Per eliminare il fenomeno basterebbe perciò tagliare quel ponte fatto di collusione tra politica e sottobosco mafioso. Evidentemente ad una parte della politica non è mai interessato distaccarsi da certe logiche scellerate e perverse. In molti hanno continuato e continuano a patteggiare con il partito trasformista della mafia.

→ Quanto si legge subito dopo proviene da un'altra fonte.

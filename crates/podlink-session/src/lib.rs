//! # podlink-session: the pod communication session core
//!
//! A replicated state machine over an unreliable radio link: the pod owns
//! the actual fluid delivery, this crate owns the intent record, and the
//! two are kept in agreement through nonce-sequenced commands, status
//! reconciliation, and a dose ledger with explicit certainty.
//!
//! # Architecture
//!
//! ```text
//! ┌──────────────────────────────────────────────────────────────┐
//! │                         Session                              │
//! │  ┌─────────┐  ┌──────────┐  ┌──────────┐  ┌───────────────┐  │
//! │  │  Setup  │  │ Delivery │→ │ Exchange │→ │ Transport     │  │
//! │  │sequencer│  │   ops    │  │ (nonce,  │  │ (radio bridge)│  │
//! │  └─────────┘  └──────────┘  │  resync) │  └───────────────┘  │
//! │        ↓            ↓       └──────────┘                     │
//! │  ┌───────────────────────────────┐ ┌───────────────────────┐ │
//! │  │ PodState (mirror, invariants) │ │ DoseLedger (certainty)│ │
//! │  └───────────────────────────────┘ └───────────────────────┘ │
//! └──────────────────────────────────────────────────────────────┘
//! ```
//!
//! # Ownership model
//!
//! One [`Session`] exclusively owns one pod's [`PodState`], transport, and
//! nonce state. Operations take `&mut self`; the serial session queue of
//! the host maps onto Rust's exclusive borrows. State/ledger logic is pure
//! over an injected `now`, so every safety property is deterministic under
//! test.

mod delivery;
mod dose;
mod error;
mod exchange;
mod fault;
mod pod_state;
mod session;
mod setup;
mod transport;

#[cfg(test)]
mod testutil;

pub use delivery::{CancelDeliveryResult, DeliveryCommandResult};
pub use dose::{
    BolusDose, DoseError, DoseLedger, DoseRecord, Reconciliation, ResumeDose, ScheduledCertainty,
    SuspendDose, TempBasalDose,
};
pub use error::PodCommsError;
pub use pod_state::{InsulinMeasurements, PodState};
pub use session::{Session, SessionConfig, SessionObserver};
pub use transport::{MessageTransport, MessageTransportState, TransportError};
#[cfg(test)]
mod tests {
    use super::*;
    use chrono::TimeZone;
    use podlink_types::consts::bolus_duration;
    use proptest::prelude::*;

    fn t0() -> DateTime<Utc> {
        Utc.with_ymd_and_hms(2026, 7, 1, 12, 0, 0).unwrap()
    }

    fn bolus(start: DateTime<Utc>, units: f64, certainty: ScheduledCertainty) -> BolusDose {
        let units = Units::from_f64(units);
        BolusDose {
            start_time: start,
            duration: bolus_duration(units),
            units,
            certainty,
            cancelled_at: None,
            units_not_delivered: None,
        }
    }

    #[test]
    fn rejects_second_bolus_in_flight() {
        let mut ledger = DoseLedger::new();
        ledger
            .record_bolus(bolus(t0(), 1.0, ScheduledCertainty::Certain))
            .unwrap();
        assert_eq!(
            ledger.record_bolus(bolus(t0(), 2.0, ScheduledCertainty::Certain)),
            Err(DoseError::BolusInFlight)
        );
    }

    #[test]
    fn suspend_coexists_with_interrupted_dose() {
        let mut ledger = DoseLedger::new();
        ledger
            .record_temp_basal(TempBasalDose {
                start_time: t0(),
                duration: Duration::minutes(30),
                rate: UnitsPerHour::from_f64(1.0),
                certainty: ScheduledCertainty::Certain,
                cancelled_at: None,
            })
            .unwrap();
        ledger
            .record_suspend(SuspendDose {
                start_time: t0() + Duration::minutes(5),
                certainty: ScheduledCertainty::Certain,
            })
            .unwrap();
        assert!(ledger.unfinalized_temp_basal().is_some());
        assert!(ledger.unfinalized_suspend().is_some());
    }

    #[test]
    fn finalize_moves_finished_doses_only() {
        let mut ledger = DoseLedger::new();
        ledger
            .record_bolus(bolus(t0(), 1.0, ScheduledCertainty::Certain))
            .unwrap();

        // 1.0 U = 20 pulses = 40 s; not finished 10 s in
        ledger.finalize_finished_doses(t0() + Duration::seconds(10));
        assert!(ledger.unfinalized_bolus().is_some());
        assert!(ledger.finalized_doses().is_empty());

        ledger.finalize_finished_doses(t0() + Duration::seconds(40));
        assert!(ledger.unfinalized_bolus().is_none());
        assert_eq!(ledger.finalized_doses().len(), 1);
    }

    #[test]
    fn suspend_resume_pair_finalizes_in_order() {
        let mut ledger = DoseLedger::new();
        ledger
            .record_suspend(SuspendDose {
                start_time: t0(),
                certainty: ScheduledCertainty::Certain,
            })
            .unwrap();
        ledger.pair_suspend_resume();
        assert!(ledger.finalized_doses().is_empty(), "suspend alone is terminal");

        ledger
            .record_resume(ResumeDose {
                start_time: t0() + Duration::minutes(30),
                certainty: ScheduledCertainty::Certain,
            })
            .unwrap();
        ledger.pair_suspend_resume();

        assert!(ledger.unfinalized_suspend().is_none());
        assert!(ledger.unfinalized_resume().is_none());
        assert!(matches!(
            ledger.finalized_doses(),
            [DoseRecord::Suspend(_), DoseRecord::Resume(_)]
        ));
    }

    #[test]
    fn out_of_order_resume_does_not_pair() {
        let mut ledger = DoseLedger::new();
        ledger
            .record_suspend(SuspendDose {
                start_time: t0(),
                certainty: ScheduledCertainty::Certain,
            })
            .unwrap();
        ledger
            .record_resume(ResumeDose {
                start_time: t0() - Duration::minutes(1),
                certainty: ScheduledCertainty::Certain,
            })
            .unwrap();
        ledger.pair_suspend_resume();
        assert!(ledger.finalized_doses().is_empty());
    }

    #[test]
    fn cancel_bolus_truncates_and_records_remainder() {
        let mut ledger = DoseLedger::new();
        ledger
            .record_bolus(bolus(t0(), 2.0, ScheduledCertainty::Certain))
            .unwrap();
        let at = t0() + Duration::seconds(20);
        ledger.cancel_bolus(at, Units::from_f64(0.4));

        let cancelled = ledger.unfinalized_bolus().unwrap();
        assert_eq!(cancelled.cancelled_at, Some(at));
        assert_eq!(cancelled.duration, Duration::seconds(20));
        assert_eq!(cancelled.units_not_delivered, Some(Units::from_f64(0.4)));
        assert_eq!(cancelled.delivered_units(), Units::from_f64(1.6));

        ledger.finalize_finished_doses(at);
        assert!(ledger.unfinalized_bolus().is_none());
        assert_eq!(ledger.finalized_doses().len(), 1);
    }

    #[test]
    fn reconcile_upgrades_confirmed_bolus() {
        let mut ledger = DoseLedger::new();
        ledger
            .record_bolus(bolus(t0(), 1.5, ScheduledCertainty::Uncertain))
            .unwrap();
        ledger.reconcile_delivery_status(DeliveryStatus::BolusInProgress);
        assert_eq!(
            ledger.unfinalized_bolus().unwrap().certainty,
            ScheduledCertainty::Certain
        );
    }

    #[test]
    fn reconcile_drops_disproved_bolus() {
        let mut ledger = DoseLedger::new();
        ledger
            .record_bolus(bolus(t0(), 1.5, ScheduledCertainty::Uncertain))
            .unwrap();
        ledger.reconcile_delivery_status(DeliveryStatus::ScheduledBasal);
        assert!(ledger.unfinalized_bolus().is_none());
    }

    #[test]
    fn reconcile_leaves_certain_records_alone() {
        let mut ledger = DoseLedger::new();
        ledger
            .record_bolus(bolus(t0(), 1.5, ScheduledCertainty::Certain))
            .unwrap();
        ledger.reconcile_delivery_status(DeliveryStatus::ScheduledBasal);
        assert!(ledger.unfinalized_bolus().is_some());
    }

    #[test]
    fn reconcile_suspend_and_resume() {
        let mut ledger = DoseLedger::new();
        ledger
            .record_suspend(SuspendDose {
                start_time: t0(),
                certainty: ScheduledCertainty::Uncertain,
            })
            .unwrap();
        let outcome = ledger.reconcile_delivery_status(DeliveryStatus::Suspended);
        assert_eq!(outcome.suspend_confirmed, Some(t0()));

        let mut ledger = DoseLedger::new();
        ledger
            .record_resume(ResumeDose {
                start_time: t0(),
                certainty: ScheduledCertainty::Uncertain,
            })
            .unwrap();
        let outcome = ledger.reconcile_delivery_status(DeliveryStatus::Suspended);
        assert_eq!(outcome.resume_confirmed, None);
        assert!(ledger.unfinalized_resume().is_none());
    }

    #[test]
    fn drain_clears_finalized_only_on_success() {
        let mut ledger = DoseLedger::new();
        ledger
            .record_bolus(bolus(t0(), 1.0, ScheduledCertainty::Certain))
            .unwrap();
        ledger.finalize_finished_doses(t0() + Duration::hours(1));
        ledger
            .record_bolus(bolus(t0() + Duration::hours(2), 0.5, ScheduledCertainty::Certain))
            .unwrap();

        assert!(!ledger.drain(|doses| {
            assert_eq!(doses.len(), 2); // one finalized + one live
            false
        }));
        assert_eq!(ledger.finalized_doses().len(), 1, "declined handler keeps records");

        assert!(ledger.drain(|doses| {
            assert_eq!(doses.len(), 2);
            true
        }));
        assert!(ledger.finalized_doses().is_empty());
        assert!(ledger.unfinalized_bolus().is_some(), "live dose survives drain");
    }

    proptest! {
        /// The finalized-dose count never decreases under any interleaving
        /// of recordings, finalizations, and reconciliations.
        #[test]
        fn finalized_count_is_monotonic(
            ops in prop::collection::vec((0u8..6, 0i64..10_000, any::<bool>()), 1..60)
        ) {
            let mut ledger = DoseLedger::new();
            let mut last_len = 0usize;
            for (op, offset_secs, flag) in ops {
                let at = t0() + Duration::seconds(offset_secs);
                let certainty = if flag {
                    ScheduledCertainty::Certain
                } else {
                    ScheduledCertainty::Uncertain
                };
                match op {
                    0 => { let _ = ledger.record_bolus(bolus(at, 1.0, certainty)); }
                    1 => { let _ = ledger.record_temp_basal(TempBasalDose {
                        start_time: at,
                        duration: Duration::minutes(30),
                        rate: UnitsPerHour::from_f64(0.5),
                        certainty,
                        cancelled_at: None,
                    }); }
                    2 => { let _ = ledger.record_suspend(SuspendDose { start_time: at, certainty }); }
                    3 => { let _ = ledger.record_resume(ResumeDose { start_time: at, certainty }); }
                    4 => ledger.finalize_finished_doses(at),
                    _ => { ledger.reconcile_delivery_status(if flag {
                        DeliveryStatus::BolusAndTempBasal
                    } else {
                        DeliveryStatus::Suspended
                    }); }
                }
                prop_assert!(ledger.finalized_doses().len() >= last_len);
                last_len = ledger.finalized_doses().len();
            }
        }
    }
}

La lunga marcia ha dato nuovo impulso e nuova vita all’antimafia sociale calabrese. Ha creato una base da cui ripartire uniti e compatti. Distruggere il germe mafioso comporta sacrificio, impegno e memoria. La Lunga Marcia è stata tutto questo. Tra i sentieri della Calabria, per le sue vie, vorremmo scorresse un fiume di giustizia e non più sangue, non più piombo. Nel cielo di Calabria vorremmo splendesse il sole della rinascita e dei giusti, come lo erano Rocco Gatto e tanti altri. Da Sud e Libera hanno indicato la via da intraprendere con determinazione e coraggio. L’affrancamento dal giogo mafioso comincia dal basso, dalla riscossa popolare e dalla necessità quotidiana di cambiamento.